START Available records

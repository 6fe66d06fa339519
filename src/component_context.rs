//! Shared component rendering context
//!
//! `ComponentContext` carries the window state a panel may care about while
//! rendering or handling input, so the `Component` trait does not grow a new
//! boolean parameter every time a panel needs to know something.

/// Context passed to `Component` trait methods.
///
/// - `focused`: the hosting window is the active window.
/// - `content_area`: where the panel was last asked to draw; mouse events
///   arrive in absolute cells and panels compare against this.
#[derive(Debug, Clone, Copy, Default)]
pub struct ComponentContext {
    focused: bool,
    content_area: ratatui::layout::Rect,
}

impl ComponentContext {
    pub const fn new(focused: bool) -> Self {
        Self {
            focused,
            content_area: ratatui::layout::Rect::ZERO,
        }
    }

    pub const fn focused(&self) -> bool {
        self.focused
    }

    pub const fn content_area(&self) -> ratatui::layout::Rect {
        self.content_area
    }

    pub const fn with_content_area(mut self, area: ratatui::layout::Rect) -> Self {
        self.content_area = area;
        self
    }
}
use std::io;
use std::time::Duration;

use crossterm::event::Event;

use crate::drivers::InputDriver;

#[derive(Debug, Clone, Copy, PartialEq, Eq)]
pub enum ControlFlow {
    Continue,
    Quit,
}

/// Owns the input driver and pumps events into a handler on the UI thread.
///
/// The handler is called with:
/// - `Some(event)` for each input event; bursts (mouse drags) are drained
///   in one go so pointer motion never lags behind rendering.
/// - `None` once per iteration, before polling, so the caller can redraw.
pub struct EventLoop<D> {
    driver: D,
    poll_interval: Duration,
}

impl<D: InputDriver> EventLoop<D> {
    pub fn new(driver: D, poll_interval: Duration) -> Self {
        Self {
            driver,
            poll_interval,
        }
    }

    pub fn driver(&mut self) -> &mut D {
        &mut self.driver
    }

    pub fn run<F>(&mut self, mut handler: F) -> io::Result<()>
    where
        F: FnMut(&mut D, Option<Event>) -> io::Result<ControlFlow>,
    {
        loop {
            if let ControlFlow::Quit = handler(&mut self.driver, None)? {
                break;
            }

            if self.driver.poll(self.poll_interval)? {
                loop {
                    let event = self.driver.read()?;
                    if let ControlFlow::Quit = handler(&mut self.driver, Some(event))? {
                        return Ok(());
                    }
                    if !self.driver.poll(Duration::from_millis(0))? {
                        break;
                    }
                }
            }
        }
        Ok(())
    }
}

#[cfg(test)]
mod tests {
    use super::*;
    use crossterm::event::{KeyCode, KeyEvent, KeyModifiers};
    use std::collections::VecDeque;

    struct Scripted(VecDeque<Event>);

    impl InputDriver for Scripted {
        fn poll(&mut self, _timeout: Duration) -> io::Result<bool> {
            Ok(!self.0.is_empty())
        }

        fn read(&mut self) -> io::Result<Event> {
            self.0
                .pop_front()
                .ok_or_else(|| io::Error::other("script exhausted"))
        }
    }

    fn key(ch: char) -> Event {
        Event::Key(KeyEvent::new(KeyCode::Char(ch), KeyModifiers::NONE))
    }

    #[test]
    fn burst_is_drained_before_next_tick() {
        let driver = Scripted(VecDeque::from([key('a'), key('b'), key('q')]));
        let mut event_loop = EventLoop::new(driver, Duration::from_millis(1));
        let mut seen = Vec::new();
        event_loop
            .run(|_, event| {
                match event {
                    None => seen.push('.'),
                    Some(Event::Key(k)) => {
                        if let KeyCode::Char(c) = k.code {
                            seen.push(c);
                            if c == 'q' {
                                return Ok(ControlFlow::Quit);
                            }
                        }
                    }
                    Some(_) => {}
                }
                Ok(ControlFlow::Continue)
            })
            .unwrap();
        assert_eq!(seen, vec!['.', 'a', 'b', 'q']);
    }

    #[test]
    fn handler_errors_stop_the_loop() {
        let mut event_loop = EventLoop::new(Scripted(VecDeque::new()), Duration::ZERO);
        let err = event_loop
            .run(|_, _| Err(io::Error::other("boom")))
            .unwrap_err();
        assert_eq!(err.to_string(), "boom");
        assert!(event_loop.driver().0.is_empty());
    }
}
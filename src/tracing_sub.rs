use std::fs::{File, OpenOptions};
use std::io::{self, Write};
use std::path::Path;
use std::sync::Arc;

use tracing::Level;

use crate::config::ConfigError;

/// Writer handed out per event. The alternate screen owns stdout/stderr, so
/// logs go to a file or nowhere.
pub struct DelegatingWriter {
    inner: DelegatingInner,
}

enum DelegatingInner {
    File(Arc<File>),
    Sink(io::Sink),
}

impl Write for DelegatingWriter {
    fn write(&mut self, buf: &[u8]) -> io::Result<usize> {
        match &mut self.inner {
            DelegatingInner::File(f) => f.as_ref().write(buf),
            DelegatingInner::Sink(s) => s.write(buf),
        }
    }

    fn flush(&mut self) -> io::Result<()> {
        match &mut self.inner {
            DelegatingInner::File(f) => f.as_ref().flush(),
            DelegatingInner::Sink(s) => s.flush(),
        }
    }
}

#[derive(Clone, Debug, Default)]
pub struct SubscriberMakeWriter {
    file: Option<Arc<File>>,
}

impl SubscriberMakeWriter {
    /// Append to `path`, creating it if needed.
    pub fn to_file(path: &Path) -> Result<Self, ConfigError> {
        let file = OpenOptions::new()
            .create(true)
            .append(true)
            .open(path)
            .map_err(|source| ConfigError::LogFile {
                path: path.to_path_buf(),
                source,
            })?;
        Ok(Self {
            file: Some(Arc::new(file)),
        })
    }

    pub fn sink() -> Self {
        Self::default()
    }
}

impl<'a> tracing_subscriber::fmt::MakeWriter<'a> for SubscriberMakeWriter {
    type Writer = DelegatingWriter;

    fn make_writer(&'a self) -> Self::Writer {
        let inner = match &self.file {
            Some(file) => DelegatingInner::File(Arc::clone(file)),
            None => DelegatingInner::Sink(io::sink()),
        };
        DelegatingWriter { inner }
    }
}

/// Install the global subscriber. Calling it again is a no-op for the
/// subscriber, but a bad `log_file` still reports an error.
pub fn init(level: Level, log_file: Option<&Path>) -> Result<(), ConfigError> {
    let writer = match log_file {
        Some(path) => SubscriberMakeWriter::to_file(path)?,
        None => SubscriberMakeWriter::sink(),
    };
    let _ = tracing_subscriber::fmt()
        .with_max_level(level)
        .with_writer(writer)
        .with_ansi(false)
        .with_target(false)
        .with_thread_names(false)
        .try_init();
    Ok(())
}

#[cfg(test)]
mod tests {
    use super::*;
    use tracing_subscriber::fmt::MakeWriter;

    #[test]
    fn file_writer_appends() {
        let dir = tempfile::tempdir().unwrap();
        let path = dir.path().join("ptahhotep.log");
        let make = SubscriberMakeWriter::to_file(&path).unwrap();
        make.make_writer().write_all(b"one\n").unwrap();
        make.make_writer().write_all(b"two\n").unwrap();
        assert_eq!(std::fs::read_to_string(&path).unwrap(), "one\ntwo\n");
    }

    #[test]
    fn missing_directory_is_a_config_error() {
        let dir = tempfile::tempdir().unwrap();
        let path = dir.path().join("nope").join("ptahhotep.log");
        let err = SubscriberMakeWriter::to_file(&path).unwrap_err();
        assert!(matches!(err, ConfigError::LogFile { .. }));
    }

    #[test]
    fn sink_accepts_everything() {
        let make = SubscriberMakeWriter::sink();
        assert_eq!(make.make_writer().write(b"dropped").unwrap(), 7);
    }
}
use crossterm::event::{KeyCode, KeyEvent, KeyModifiers};
use ratatui::layout::Rect;
use ratatui::style::{Modifier, Style};
use ratatui::text::{Line, Span};
use ratatui::widgets::Paragraph;

use crate::ui::UiFrame;

/// Single-line editable text field.
#[derive(Debug, Clone, Default)]
pub struct TextInput {
    value: String,
    /// Cursor position in chars, `0..=len`.
    cursor: usize,
    placeholder: String,
}

impl TextInput {
    pub fn new() -> Self {
        Self::default()
    }

    pub fn with_value(value: impl Into<String>) -> Self {
        let value = value.into();
        let cursor = value.chars().count();
        Self {
            value,
            cursor,
            placeholder: String::new(),
        }
    }

    pub fn with_placeholder(mut self, placeholder: impl Into<String>) -> Self {
        self.placeholder = placeholder.into();
        self
    }

    pub fn value(&self) -> &str {
        &self.value
    }

    pub fn cursor(&self) -> usize {
        self.cursor
    }

    pub fn clear(&mut self) {
        self.value.clear();
        self.cursor = 0;
    }

    /// Take the current value, leaving the field empty.
    pub fn take(&mut self) -> String {
        self.cursor = 0;
        std::mem::take(&mut self.value)
    }

    fn byte_index(&self, char_idx: usize) -> usize {
        self.value
            .char_indices()
            .nth(char_idx)
            .map(|(i, _)| i)
            .unwrap_or(self.value.len())
    }

    pub fn insert(&mut self, ch: char) {
        let idx = self.byte_index(self.cursor);
        self.value.insert(idx, ch);
        self.cursor += 1;
    }

    pub fn backspace(&mut self) {
        if self.cursor == 0 {
            return;
        }
        self.cursor -= 1;
        let idx = self.byte_index(self.cursor);
        self.value.remove(idx);
    }

    pub fn delete(&mut self) {
        if self.cursor >= self.value.chars().count() {
            return;
        }
        let idx = self.byte_index(self.cursor);
        self.value.remove(idx);
    }

    /// Apply an editing key. Returns whether the key was consumed; Enter and
    /// anything with Ctrl/Alt are left to the caller.
    pub fn handle_key(&mut self, key: &KeyEvent) -> bool {
        if key
            .modifiers
            .intersects(KeyModifiers::CONTROL | KeyModifiers::ALT)
        {
            return false;
        }
        match key.code {
            KeyCode::Char(ch) => {
                self.insert(ch);
                true
            }
            KeyCode::Backspace => {
                self.backspace();
                true
            }
            KeyCode::Delete => {
                self.delete();
                true
            }
            KeyCode::Left => {
                self.cursor = self.cursor.saturating_sub(1);
                true
            }
            KeyCode::Right => {
                self.cursor = (self.cursor + 1).min(self.value.chars().count());
                true
            }
            KeyCode::Home => {
                self.cursor = 0;
                true
            }
            KeyCode::End => {
                self.cursor = self.value.chars().count();
                true
            }
            _ => false,
        }
    }

    /// Draw on one row. The cursor cell is shown reversed when `focused`.
    pub fn render(&self, frame: &mut UiFrame<'_>, area: Rect, style: Style, focused: bool) {
        if area.width == 0 || area.height == 0 {
            return;
        }
        let row = Rect { height: 1, ..area };
        if self.value.is_empty() && !focused {
            let hint = Paragraph::new(Line::from(Span::styled(
                self.placeholder.clone(),
                style.add_modifier(Modifier::DIM),
            )));
            frame.render_widget(hint, row);
            return;
        }
        // Scroll horizontally so the cursor stays inside the row.
        let width = area.width as usize;
        let skip = (self.cursor + 1).saturating_sub(width);
        let chars: Vec<char> = self.value.chars().collect();
        let before: String = chars[skip..self.cursor].iter().collect();
        let at: String = chars
            .get(self.cursor)
            .map(|c| c.to_string())
            .unwrap_or_else(|| " ".to_string());
        let after: String = chars.iter().skip(self.cursor + 1).collect();
        let cursor_style = if focused {
            style.add_modifier(Modifier::REVERSED)
        } else {
            style
        };
        let line = Line::from(vec![
            Span::styled(before, style),
            Span::styled(at, cursor_style),
            Span::styled(after, style),
        ]);
        frame.render_widget(Paragraph::new(line), row);
    }
}
//! A toy terminal. It echoes input and answers a handful of built-in
//! commands; it never starts a process.

use crossterm::event::Event;
use ratatui::layout::Rect;
use ratatui::style::Style;
use ratatui::text::{Line, Span};
use ratatui::widgets::Paragraph;

use super::{Component, ComponentContext, TextInput, is_enter, key_press};
use crate::ui::UiFrame;

const PROMPT: &str = "$ ";

#[derive(Debug, Clone, Copy, PartialEq, Eq)]
pub enum LineKind {
    Input,
    Output,
}

#[derive(Debug, Clone, PartialEq, Eq)]
pub struct TerminalLine {
    pub kind: LineKind,
    pub text: String,
}

impl TerminalLine {
    fn input(text: impl Into<String>) -> Self {
        Self {
            kind: LineKind::Input,
            text: text.into(),
        }
    }

    fn output(text: impl Into<String>) -> Self {
        Self {
            kind: LineKind::Output,
            text: text.into(),
        }
    }
}

#[derive(Debug, Clone)]
pub struct TerminalPanel {
    history: Vec<TerminalLine>,
    input: TextInput,
}

impl Default for TerminalPanel {
    fn default() -> Self {
        Self::new()
    }
}

impl TerminalPanel {
    pub fn new() -> Self {
        Self {
            history: vec![
                TerminalLine::output("Ptahhotep Terminal v1.0.0"),
                TerminalLine::output("Type \"help\" for available commands"),
            ],
            input: TextInput::new().with_placeholder("Enter command..."),
        }
    }

    pub fn history(&self) -> &[TerminalLine] {
        &self.history
    }

    pub fn input(&self) -> &str {
        self.input.value()
    }

    /// Run `line` as if it had been typed and submitted.
    pub fn execute(&mut self, line: &str) {
        if line.trim().is_empty() {
            return;
        }
        self.history.push(TerminalLine::input(format!("{PROMPT}{line}")));
        if let Err(err) = shell_words::split(line) {
            self.history.push(TerminalLine::output(format!("{line}: {err}")));
            return;
        }
        // Commands take no arguments; only the exact word is recognised.
        let reply = match line {
            "help" => "Available commands: help, clear, status, version".to_string(),
            "clear" => {
                self.history.clear();
                return;
            }
            "status" => "System: Online | Automations: 3 active | Domains: 4 indexed".to_string(),
            "version" => "Ptahhotep v1.0.0 - Automation & Aggregation Platform".to_string(),
            _ => format!("Command not found: {line}"),
        };
        tracing::debug!(command = %line, "terminal command");
        self.history.push(TerminalLine::output(reply));
    }
}

impl Component for TerminalPanel {
    fn render(&mut self, frame: &mut UiFrame<'_>, area: Rect, ctx: &ComponentContext) {
        if area.width == 0 || area.height == 0 {
            return;
        }
        let base = Style::default().bg(ratatui::style::Color::Black);
        frame.fill(area, " ", base);

        // History fills everything above the prompt row, newest at the bottom.
        let history_height = area.height.saturating_sub(1) as usize;
        let skip = self.history.len().saturating_sub(history_height);
        let lines: Vec<Line> = self
            .history
            .iter()
            .skip(skip)
            .map(|line| {
                let fg = match line.kind {
                    LineKind::Input => crate::theme::header_fg(),
                    LineKind::Output => crate::theme::terminal_fg(),
                };
                Line::from(Span::styled(line.text.clone(), base.fg(fg)))
            })
            .collect();
        frame.render_widget(
            Paragraph::new(lines),
            Rect {
                height: history_height as u16,
                ..area
            },
        );

        let prompt_y = area.bottom().saturating_sub(1);
        let prompt_style = base.fg(crate::theme::terminal_fg());
        frame.set_string(area.x, prompt_y, PROMPT, prompt_style);
        let prompt_width = PROMPT.len() as u16;
        let input_area = Rect::new(
            area.x.saturating_add(prompt_width),
            prompt_y,
            area.width.saturating_sub(prompt_width),
            1,
        );
        self.input
            .render(frame, input_area, base.fg(crate::theme::header_fg()), ctx.focused());
    }

    fn handle_event(&mut self, event: &Event, _ctx: &ComponentContext) -> bool {
        let Some(key) = key_press(event) else {
            return false;
        };
        if is_enter(key) {
            let line = self.input.take();
            self.execute(&line);
            return true;
        }
        self.input.handle_key(key)
    }
}
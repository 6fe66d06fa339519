use ptahhotep::templates::WindowTemplate;
use ptahhotep::window::{
    IconTag, Interaction, InteractionController, Point, Size, WindowId, WindowRegistry,
};

fn setup(position: Point, size: Size) -> (WindowRegistry<()>, InteractionController, WindowId) {
    let mut reg = WindowRegistry::new();
    let id = reg.add(
        &WindowTemplate {
            title: "w1".to_string(),
            icon: IconTag::Bot,
            default_size: size,
            factory: || (),
        },
        position,
    );
    (reg, InteractionController::new(), id)
}

#[test]
fn drag_applies_pointer_delta() {
    let (mut reg, mut ctl, w1) = setup(Point::new(50, 100), Size::new(400, 450));
    assert!(ctl.begin_drag(&mut reg, w1, Point::new(200, 200)));
    assert!(ctl.pointer_moved(&mut reg, Point::new(230, 250)));
    assert_eq!(reg.get(w1).unwrap().position(), Point::new(80, 150));
    assert!(ctl.release());
    assert!(ctl.is_idle());
}

#[test]
fn resize_clamps_to_minimum_width() {
    let (mut reg, mut ctl, w1) = setup(Point::new(0, 0), Size::new(400, 450));
    assert!(ctl.begin_resize(&mut reg, w1, Point::new(450, 550)));
    ctl.pointer_moved(&mut reg, Point::new(200, 560));
    assert_eq!(reg.get(w1).unwrap().size(), Size::new(300, 460));
}

#[test]
fn resize_during_drag_is_ignored() {
    let (mut reg, mut ctl, w1) = setup(Point::new(50, 100), Size::new(400, 450));
    assert!(ctl.begin_drag(&mut reg, w1, Point::new(200, 200)));
    assert!(!ctl.begin_resize(&mut reg, w1, Point::new(200, 200)));
    assert!(matches!(ctl.state(), Interaction::Dragging(_)));

    ctl.pointer_moved(&mut reg, Point::new(260, 300));
    let record = reg.get(w1).unwrap();
    assert_eq!(record.position(), Point::new(110, 200));
    assert_eq!(record.size(), Size::new(400, 450));

    ctl.release();
    assert!(ctl.begin_resize(&mut reg, w1, Point::new(0, 0)));
}

#[test]
fn interaction_start_activates_window() {
    let (mut reg, mut ctl, w1) = setup(Point::new(0, 0), Size::new(400, 450));
    let w2 = reg.add(
        &WindowTemplate {
            title: "w2".to_string(),
            icon: IconTag::Globe,
            default_size: Size::new(400, 450),
            factory: || (),
        },
        Point::new(10, 10),
    );
    assert_eq!(reg.active(), Some(w2));
    ctl.begin_resize(&mut reg, w1, Point::new(0, 0));
    assert_eq!(reg.active(), Some(w1));
}

#[test]
fn drag_to_negative_space_clamps() {
    let (mut reg, mut ctl, w1) = setup(Point::new(50, 100), Size::new(400, 450));
    ctl.begin_drag(&mut reg, w1, Point::new(200, 200));
    ctl.pointer_moved(&mut reg, Point::new(0, 0));
    assert_eq!(reg.get(w1).unwrap().position(), Point::new(0, 0));
    // Coming back from the clamp follows the pointer again.
    ctl.pointer_moved(&mut reg, Point::new(210, 220));
    assert_eq!(reg.get(w1).unwrap().position(), Point::new(60, 120));
}

#[test]
fn removing_target_mid_drag_is_safe() {
    let (mut reg, mut ctl, w1) = setup(Point::new(50, 100), Size::new(400, 450));
    ctl.begin_drag(&mut reg, w1, Point::new(0, 0));
    reg.remove(w1);
    // Late moves for a closed window do nothing.
    assert!(ctl.pointer_moved(&mut reg, Point::new(10, 10)));
    assert!(reg.is_empty());
    assert!(ctl.cancel_for(w1));
    assert!(ctl.is_idle());
    assert!(!ctl.pointer_moved(&mut reg, Point::new(20, 20)));
}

END Available records

▸ **Problem description**
Extract each line from the entries above that contains the string "count".

▸ **Solution to this exercise**
        let cursor = value.chars().count();
        if self.cursor >= self.value.chars().count() {
                self.cursor = (self.cursor + 1).min(self.value.chars().count());
                self.cursor = self.value.chars().count();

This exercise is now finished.